> [WORK ITEM]:
Repeat the whole listing below, word for word.

> [EXTRACTED DATA]:
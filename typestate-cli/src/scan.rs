//! Source discovery and scanning.
//!
//! The tool runs outside compilation, so it reconstructs everything from
//! source text: walk the argument paths for `.rs` files, parse each with
//! `syn`, and pull out `typestate!` invocations (their body token streams,
//! spans intact) and every function, noting whether it is marked
//! `#[transition]`, `#[not_a_transition]`, or not at all. Functions are
//! collected from the top level, from nested inline modules, and from
//! `impl` blocks.

use std::path::PathBuf;

use anyhow::{Context, Result};
use proc_macro2::TokenStream;
use syn::spanned::Spanned;
use walkdir::WalkDir;

/// One source file, read into memory.
pub struct SourceUnit {
    pub label: String,
    pub text: String,
}

/// Collects `.rs` files from the given paths in deterministic order.
pub fn load_units(paths: &[PathBuf]) -> Result<Vec<SourceUnit>> {
    let mut files: Vec<PathBuf> = Vec::new();
    for path in paths {
        if path.is_dir() {
            for entry in WalkDir::new(path).sort_by_file_name() {
                let entry = entry?;
                if entry.file_type().is_file()
                    && entry.path().extension().is_some_and(|ext| ext == "rs")
                {
                    files.push(entry.path().to_path_buf());
                }
            }
        } else {
            files.push(path.clone());
        }
    }

    let mut units = Vec::new();
    for file in files {
        let text = std::fs::read_to_string(&file)
            .with_context(|| format!("reading {}", file.display()))?;
        tracing::debug!(path = %file.display(), bytes = text.len(), "loaded source file");
        units.push(SourceUnit {
            label: file.display().to_string(),
            text,
        });
    }
    Ok(units)
}

/// How a scanned function is annotated.
#[derive(Debug, Clone, Copy, PartialEq, Eq)]
pub enum Marker {
    Transition,
    NotATransition,
    Unmarked,
}

/// A `typestate!` invocation found in a file.
pub struct FoundDecl {
    pub line: usize,
    pub tokens: TokenStream,
}

/// A function found in a file, reduced to what verification needs.
pub struct FoundFn {
    pub line: usize,
    pub name: String,
    pub marker: Marker,
    /// Display name of the first parameter's type, when it has one.
    pub source: Option<String>,
    /// Display name of the return type, when it has one.
    pub dest: Option<String>,
}

pub struct ScannedFile {
    pub decls: Vec<FoundDecl>,
    pub fns: Vec<FoundFn>,
}

/// Parses one source file and extracts declarations and functions.
pub fn scan_unit(unit: &SourceUnit) -> syn::Result<ScannedFile> {
    let file = syn::parse_file(&unit.text)?;
    let mut scanned = ScannedFile {
        decls: Vec::new(),
        fns: Vec::new(),
    };
    collect_items(&file.items, &mut scanned);
    Ok(scanned)
}

fn collect_items(items: &[syn::Item], out: &mut ScannedFile) {
    for item in items {
        match item {
            syn::Item::Macro(item_macro) if is_typestate_macro(&item_macro.mac.path) => {
                out.decls.push(FoundDecl {
                    line: item_macro.mac.path.span().start().line,
                    tokens: item_macro.mac.tokens.clone(),
                });
            }
            syn::Item::Fn(func) => {
                out.fns.push(found_fn(&func.attrs, &func.sig));
            }
            syn::Item::Mod(module) => {
                if let Some((_, items)) = &module.content {
                    collect_items(items, out);
                }
            }
            syn::Item::Impl(item_impl) => {
                for impl_item in &item_impl.items {
                    if let syn::ImplItem::Fn(method) = impl_item {
                        out.fns.push(found_fn(&method.attrs, &method.sig));
                    }
                }
            }
            _ => {}
        }
    }
}

fn is_typestate_macro(path: &syn::Path) -> bool {
    path.segments
        .last()
        .is_some_and(|segment| segment.ident == "typestate")
}

fn found_fn(attrs: &[syn::Attribute], sig: &syn::Signature) -> FoundFn {
    let marker = attrs
        .iter()
        .find_map(|attr| match attr.path().segments.last() {
            Some(segment) if segment.ident == "transition" => Some(Marker::Transition),
            Some(segment) if segment.ident == "not_a_transition" => Some(Marker::NotATransition),
            _ => None,
        })
        .unwrap_or(Marker::Unmarked);

    FoundFn {
        line: sig.ident.span().start().line,
        name: sig.ident.to_string(),
        marker,
        source: first_param_state(sig),
        dest: return_state(sig),
    }
}

fn first_param_state(sig: &syn::Signature) -> Option<String> {
    match sig.inputs.first()? {
        syn::FnArg::Typed(param) => state_name(&param.ty),
        syn::FnArg::Receiver(_) => None,
    }
}

fn return_state(sig: &syn::Signature) -> Option<String> {
    match &sig.output {
        syn::ReturnType::Type(_, ty) => state_name(ty),
        syn::ReturnType::Default => None,
    }
}

/// Display name of a type: the last path segment, with references and
/// parentheses looked through.
fn state_name(ty: &syn::Type) -> Option<String> {
    match ty {
        syn::Type::Reference(reference) => state_name(&reference.elem),
        syn::Type::Paren(paren) => state_name(&paren.elem),
        syn::Type::Path(path) => path
            .path
            .segments
            .last()
            .map(|segment| segment.ident.to_string()),
        _ => None,
    }
}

> [TASK OUTPUT]:
filename typestate-cli/src/scan.rs
//! Source discovery and scanning.
//!
//! The tool runs outside compilation, so it reconstructs everything from
//! source text: walk the argument paths for `.rs` files, parse each with
//! `syn`, and pull out `typestate!` invocations (their body token streams,
//! spans intact) and every function, noting whether it is marked
//! `#[transition]`, `#[not_a_transition]`, or not at all. Functions are
//! collected from the top level, from nested inline modules, and from
//! `impl` blocks.

use std::path::PathBuf;

use anyhow::{Context, Result};
use proc_macro2::TokenStream;
use syn::spanned::Spanned;
use walkdir::WalkDir;

/// One source file, read into memory.
pub struct SourceUnit {
    pub label: String,
    pub text: String,
}

/// Collects `.rs` files from the given paths in deterministic order.
pub fn load_units(paths: &[PathBuf]) -> Result<Vec<SourceUnit>> {
    let mut files: Vec<PathBuf> = Vec::new();
    for path in paths {
        if path.is_dir() {
            for entry in WalkDir::new(path).sort_by_file_name() {
                let entry = entry?;
                if entry.file_type().is_file()
                    && entry.path().extension().is_some_and(|ext| ext == "rs")
                {
                    files.push(entry.path().to_path_buf());
                }
            }
        } else {
            files.push(path.clone());
        }
    }

    let mut units = Vec::new();
    for file in files {
        let text = std::fs::read_to_string(&file)
            .with_context(|| format!("reading {}", file.display()))?;
        tracing::debug!(path = %file.display(), bytes = text.len(), "loaded source file");
        units.push(SourceUnit {
            label: file.display().to_string(),
            text,
        });
    }
    Ok(units)
}

/// How a scanned function is annotated.
#[derive(Debug, Clone, Copy, PartialEq, Eq)]
pub enum Marker {
    Transition,
    NotATransition,
    Unmarked,
}

/// A `typestate!` invocation found in a file.
pub struct FoundDecl {
    pub line: usize,
    pub tokens: TokenStream,
}

/// A function found in a file, reduced to what verification needs.
pub struct FoundFn {
    pub line: usize,
    pub name: String,
    pub marker: Marker,
    /// Display name of the first parameter's type, when it has one.
    pub source: Option<String>,
    /// Display name of the return type, when it has one.
    pub dest: Option<String>,
}

pub struct ScannedFile {
    pub decls: Vec<FoundDecl>,
    pub fns: Vec<FoundFn>,
}

/// Parses one source file and extracts declarations and functions.
pub fn scan_unit(unit: &SourceUnit) -> syn::Result<ScannedFile> {
    let file = syn::parse_file(&unit.text)?;
    let mut scanned = ScannedFile {
        decls: Vec::new(),
        fns: Vec::new(),
    };
    collect_items(&file.items, &mut scanned);
    Ok(scanned)
}

fn collect_items(items: &[syn::Item], out: &mut ScannedFile) {
    for item in items {
        match item {
            syn::Item::Macro(item_macro) if is_typestate_macro(&item_macro.mac.path) => {
                out.decls.push(FoundDecl {
                    line: item_macro.mac.path.span().start().line,
                    tokens: item_macro.mac.tokens.clone(),
                });
            }
            syn::Item::Fn(func) => {
                out.fns.push(found_fn(&func.attrs, &func.sig));
            }
            syn::Item::Mod(module) => {
                if let Some((_, items)) = &module.content {
                    collect_items(items, out);
                }
            }
            syn::Item::Impl(item_impl) => {
                for impl_item in &item_impl.items {
                    if let syn::ImplItem::Fn(method) = impl_item {
                        out.fns.push(found_fn(&method.attrs, &method.sig));
                    }
                }
            }
            _ => {}
        }
    }
}

fn is_typestate_macro(path: &syn::Path) -> bool {
    path.segments
        .last()
        .is_some_and(|segment| segment.ident == "typestate")
}

fn found_fn(attrs: &[syn::Attribute], sig: &syn::Signature) -> FoundFn {
    let marker = attrs
        .iter()
        .find_map(|attr| match attr.path().segments.last() {
            Some(segment) if segment.ident == "transition" => Some(Marker::Transition),
            Some(segment) if segment.ident == "not_a_transition" => Some(Marker::NotATransition),
            _ => None,
        })
        .unwrap_or(Marker::Unmarked);

    FoundFn {
        line: sig.ident.span().start().line,
        name: sig.ident.to_string(),
        marker,
        source: first_param_state(sig),
        dest: return_state(sig),
    }
}

fn first_param_state(sig: &syn::Signature) -> Option<String> {
    match sig.inputs.first()? {
        syn::FnArg::Typed(param) => state_name(&param.ty),
        syn::FnArg::Receiver(_) => None,
    }
}

fn return_state(sig: &syn::Signature) -> Option<String> {
    match &sig.output {
        syn::ReturnType::Type(_, ty) => state_name(ty),
        syn::ReturnType::Default => None,
    }
}

/// Display name of a type: the last path segment, with references and
/// parentheses looked through.
fn state_name(ty: &syn::Type) -> Option<String> {
    match ty {
        syn::Type::Reference(reference) => state_name(&reference.elem),
        syn::Type::Paren(paren) => state_name(&paren.elem),
        syn::Type::Path(path) => path
            .path
            .segments
            .last()
            .map(|segment| segment.ident.to_string()),
        _ => None,
    }
}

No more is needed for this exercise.